[Records from a collection]
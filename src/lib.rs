//! Area Chrome
//!
//! Borderless window chrome for a compositing window manager: the native
//! title bar is removed and redrawn, while resize-by-edge, snap-to-maximize,
//! auto-hide taskbar access, full-screen detection and translucent backdrops
//! keep working.
//!
//! The platform is reached only through `platform::Platform` and
//! `platform::EffectsProvider`; `platform::win32` is the native backend and
//! `platform::sim` an in-memory one.

pub mod config;
pub mod effects;
pub mod error;
pub mod platform;
pub mod shared;
pub mod theme;
pub mod titlebar;
pub mod window;
pub mod wm;

pub use config::{BackdropMode, ChromeConfig, ChromeSettings, ThemeMode};
pub use error::ConfigError;
pub use platform::{EffectsProvider, Platform, RawMessage, WindowHandle, WindowMessage};
pub use window::{ChromeWindow, Outcome};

• [Exercise details] Look through the records above and please copy every line in which the string "platform" occurs.

• [Response to the exercise]
//! The platform is reached only through `platform::Platform` and
//! `platform::EffectsProvider`; `platform::win32` is the native backend and
//! `platform::sim` an in-memory one.
pub mod platform;
pub use platform::{EffectsProvider, Platform, RawMessage, WindowHandle, WindowMessage};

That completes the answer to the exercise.